That got me thinking. When teaching citation and referencing, we often start with quotations.  Is this because it is easy to demonstrate, based on something that most students can and do already do?  When you copy-and-paste, you are using someone else’s exact words, you are quoting someone. When you quote someone, you need quotation marks. You use quotation marks around the copy-pasted words to show you are quoting, and you also say who that someone is, whose words you have borrowed.

From there we go on to say that, when you use your own words to put over someone else’s thoughts and ideas and findings, you need also to cite them;  they may be your own words but they are NOT your own thoughts.  You still need to say whose thoughts or ideas or findings you are using.

It’s a common complaint, that although most students know how and when to quote someone else’s material, it is when they paraphrase or summarise someone else’s work that they often forget that they need also to cite the source of that work.  It might be because they confuse using their own words with their own original words and ideas… they are using their own words so a citation is not necessary?

I won’t go too far down that track today. What I do want to do is to go back to Nadine’s comment, that “encouraging direct quotations” is not “best writing form.”  My first thought was, why then do we teach how to quote and cite?  But a second thought quickly followed – surely in some cases, possibly many cases, quotation IS the best form?  It certainly is in a literature essay – we quote extensively, and then explain the portent of those quotations, how they provide evidence for our arguments; we discuss the literary devices used in the quotation.

What about other subjects?  Language, yes, we quote extensively.  Film too, if we are considering the screenplay – or is that another form of literature?  Perhaps when reporting other writers’ opinions, especially in the arts.  Perhaps in the humanities, especially history and politics, philosophy and religion?  Maybe in the sciences too? Certainly in the social sciences, reporting verbatim comments in a survey, or an interview. Maybe in the natural sciences and other subjects too, if someone has said something particularly apt or pertinent – or impertinent.
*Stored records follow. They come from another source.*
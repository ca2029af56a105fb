//! Territory Battle snapshot documents.
//!
//! A snapshot is one dated export of the guild's event state. The document
//! layout mirrors the game API export: `member`, `currentStat` and
//! `conflictZoneStatus` at the top level. Unknown keys are ignored.

use std::collections::HashMap;
use std::path::PathBuf;

use chrono::NaiveDate;
use serde::{Deserialize, Deserializer, Serialize};

/// A guild member as listed in a snapshot.
#[derive(Debug, Clone, PartialEq, Eq, Serialize, Deserialize)]
#[serde(rename_all = "camelCase")]
pub struct Member {
    pub player_id: String,
    pub player_name: String,
}

/// One member's score for a stat group.
#[derive(Debug, Clone, PartialEq, Eq, Serialize, Deserialize)]
#[serde(rename_all = "camelCase")]
pub struct PlayerStat {
    pub member_id: String,
    #[serde(deserialize_with = "deserialize_score")]
    pub score: i64,
}

/// All member scores for a single stat identifier.
#[derive(Debug, Clone, PartialEq, Eq, Serialize, Deserialize)]
#[serde(rename_all = "camelCase")]
pub struct StatGroup {
    pub map_stat_id: String,
    #[serde(default)]
    pub player_stat: Vec<PlayerStat>,
}

/// Score recorded against a conflict zone.
#[derive(Debug, Clone, PartialEq, Eq, Serialize, Deserialize)]
#[serde(rename_all = "camelCase")]
pub struct ZoneStatus {
    pub zone_id: String,
    #[serde(default, deserialize_with = "deserialize_score")]
    pub score: i64,
}

#[derive(Debug, Clone, PartialEq, Eq, Serialize, Deserialize)]
#[serde(rename_all = "camelCase")]
pub struct ConflictZone {
    pub zone_status: ZoneStatus,
}

/// Parsed body of a snapshot file.
#[derive(Debug, Clone, Default, PartialEq, Eq, Serialize, Deserialize)]
#[serde(rename_all = "camelCase")]
pub struct SnapshotDocument {
    #[serde(default)]
    pub member: Vec<Member>,

    #[serde(default)]
    pub current_stat: Vec<StatGroup>,

    #[serde(default)]
    pub conflict_zone_status: Vec<ConflictZone>,
}

impl SnapshotDocument {
    /// Map player id to display name using this document's member list.
    pub fn member_names(&self) -> HashMap<&str, &str> {
        self.member
            .iter()
            .map(|m| (m.player_id.as_str(), m.player_name.as_str()))
            .collect()
    }

    /// Whether the document carries any per-player stat records.
    pub fn has_stats(&self) -> bool {
        self.current_stat.iter().any(|g| !g.player_stat.is_empty())
    }
}

/// A snapshot file loaded from disk, identified by the date in its name.
#[derive(Debug, Clone, PartialEq, Eq)]
pub struct Snapshot {
    pub date: NaiveDate,
    pub path: PathBuf,
    pub document: SnapshotDocument,
}

impl Snapshot {
    pub fn new(date: NaiveDate, path: PathBuf, document: SnapshotDocument) -> Self {
        Self {
            date,
            path,
            document,
        }
    }

    /// File name component of the source path.
    pub fn file_name(&self) -> String {
        self.path
            .file_name()
            .map(|n| n.to_string_lossy().into_owned())
            .unwrap_or_default()
    }
}

/// Scores arrive as integers, floats or decimal strings depending on the
/// exporter. Floats truncate toward zero.
fn deserialize_score<'de, D>(deserializer: D) -> Result<i64, D::Error>
where
    D: Deserializer<'de>,
{
    #[derive(Deserialize)]
    #[serde(untagged)]
    enum RawScore {
        Int(i64),
        Float(f64),
        Text(String),
    }

    match RawScore::deserialize(deserializer)? {
        RawScore::Int(v) => Ok(v),
        RawScore::Float(v) if v.is_finite() => Ok(v.trunc() as i64),
        RawScore::Float(v) => Err(serde::de::Error::custom(format!(
            "score is not a finite number: {}",
            v
        ))),
        RawScore::Text(s) => {
            let trimmed = s.trim();
            trimmed
                .parse::<i64>()
                .or_else(|_| {
                    trimmed
                        .parse::<f64>()
                        .ok()
                        .filter(|f| f.is_finite())
                        .map(|f| f.trunc() as i64)
                        .ok_or(())
                })
                .map_err(|_| serde::de::Error::custom(format!("invalid score: {:?}", s)))
        }
    }
}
But Nadine is right – apart from textual subjects, the norm is to summarise or paraphrase, not to quote.  It’s a matter of disciplinary writing, using the conventions of academic writing in the subject to show one’s worthiness to join the academic conversation.
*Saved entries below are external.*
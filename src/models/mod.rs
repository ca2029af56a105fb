//! Core data models for the guild dashboard.

mod history;
mod metrics;
mod names;
mod snapshot;
mod status;
mod summary;
mod table;
mod zones;

pub use history::*;
pub use metrics::*;
pub use names::*;
pub use snapshot::*;
pub use status::*;
pub use summary::*;
pub use table::*;
pub use zones::*;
It goes further. It argues a need to support students’ academic writing, with the further understanding that there is not just one kind of academic writing – different subjects have different conventions.  We need perhaps to consider whther we are doing enough by way of teaching the skills of paraphrase and summary, the art of and techniques for note taking and note making, the craft of using paraphrase in our work, as ever, not to replace our thoughts but to supplement them, to provide evidence and support for them.
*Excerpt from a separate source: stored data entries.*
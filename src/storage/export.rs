//! CSV export of dashboard tables.
//!
//! Both tables use `Player` as the first header followed by the column
//! labels. Player rows hold integers. The summary's optional
//! "Guild Average" row holds two-decimal means.

use std::io::{Read, Write};

use csv::{Reader, Writer};

use super::StorageError;
use crate::models::{
    MissionStatus, StatusGrid, StatusRow, SummaryRow, SummaryTable, GUILD_AVERAGE,
};

const PLAYER_HEADER: &str = "Player";

/// Write `summary` as CSV.
///
/// A player row named "Guild Average" is rejected: it would read back as
/// the average row.
pub fn write_summary_csv<W: Write>(summary: &SummaryTable, out: W) -> Result<(), StorageError> {
    if summary.row(GUILD_AVERAGE).is_some() {
        return Err(StorageError::InvalidCsv(format!(
            "player row {:?} is reserved for the average",
            GUILD_AVERAGE
        )));
    }

    let mut writer = Writer::from_writer(out);

    writer.write_record(std::iter::once(PLAYER_HEADER).chain(summary.columns.iter().map(String::as_str)))?;

    for row in &summary.rows {
        let mut record = vec![row.player.clone()];
        record.extend(row.values.iter().map(|v| v.to_string()));
        writer.write_record(&record)?;
    }

    if let Some(average) = &summary.average {
        let mut record = vec![GUILD_AVERAGE.to_string()];
        record.extend(average.iter().map(|v| format!("{:.2}", v)));
        writer.write_record(&record)?;
    }

    writer.flush()?;
    Ok(())
}

pub fn read_summary_csv<R: Read>(input: R) -> Result<SummaryTable, StorageError> {
    let mut reader = Reader::from_reader(input);
    let columns = data_columns(&mut reader)?;

    let mut rows = Vec::new();
    let mut average = None;
    for record in reader.records() {
        let record = record?;
        let player = record.get(0).unwrap_or_default().to_string();
        let cells = record.iter().skip(1);

        if player == GUILD_AVERAGE {
            let values = cells
                .map(|c| parse_cell::<f64>(c, &player))
                .collect::<Result<Vec<_>, _>>()?;
            average = Some(values);
        } else {
            let values = cells
                .map(|c| parse_cell::<i64>(c, &player))
                .collect::<Result<Vec<_>, _>>()?;
            rows.push(SummaryRow { player, values });
        }
    }

    Ok(SummaryTable {
        columns,
        rows,
        average,
    })
}

pub fn write_status_csv<W: Write>(grid: &StatusGrid, out: W) -> Result<(), StorageError> {
    let mut writer = Writer::from_writer(out);

    writer.write_record(std::iter::once(PLAYER_HEADER).chain(grid.missions.iter().map(String::as_str)))?;

    for row in &grid.rows {
        let mut record = vec![row.player.clone()];
        record.extend(row.statuses.iter().map(|s| s.code().to_string()));
        writer.write_record(&record)?;
    }

    writer.flush()?;
    Ok(())
}

pub fn read_status_csv<R: Read>(input: R) -> Result<StatusGrid, StorageError> {
    let mut reader = Reader::from_reader(input);
    let missions = data_columns(&mut reader)?;

    let mut rows = Vec::new();
    for record in reader.records() {
        let record = record?;
        let player = record.get(0).unwrap_or_default().to_string();
        let statuses = record
            .iter()
            .skip(1)
            .map(|c| {
                let code = parse_cell::<i8>(c, &player)?;
                MissionStatus::from_code(code).ok_or_else(|| {
                    StorageError::InvalidCsv(format!("status {} for {} is out of range", code, player))
                })
            })
            .collect::<Result<Vec<_>, _>>()?;
        rows.push(StatusRow { player, statuses });
    }

    Ok(StatusGrid { missions, rows })
}

/// Column labels after the leading `Player` header.
fn data_columns<R: Read>(reader: &mut Reader<R>) -> Result<Vec<String>, StorageError> {
    let headers = reader.headers()?;
    if headers.get(0) != Some(PLAYER_HEADER) {
        return Err(StorageError::InvalidCsv(format!(
            "first header must be {:?}",
            PLAYER_HEADER
        )));
    }
    Ok(headers.iter().skip(1).map(str::to_string).collect())
}

fn parse_cell<T: std::str::FromStr>(cell: &str, player: &str) -> Result<T, StorageError> {
    cell.trim()
        .parse()
        .map_err(|_| StorageError::InvalidCsv(format!("bad value {:?} for {}", cell, player)))
}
Subject teachers are wont to say there is not enough time in their curriculums to teach academic writing in their subjects – but if they don’t do it, who will? How will students learn?  Some will learn despite our lack of support, yes, by exposure to acadmic writing and thinking as they read.  What of subjects of which their teachers hold that citation and referencing is rarely used – that is commonly claimed by mathematicians, and science teachers too. And yet, read any academic paper in these subjects and the reference list often comprises 50 or even 100 and more entries.

Those conventions and possible non-awareness of them are something I have been pondering quite deeply in the last few weeks. There’ll be a post or two on the topic coming up.  Watch this space!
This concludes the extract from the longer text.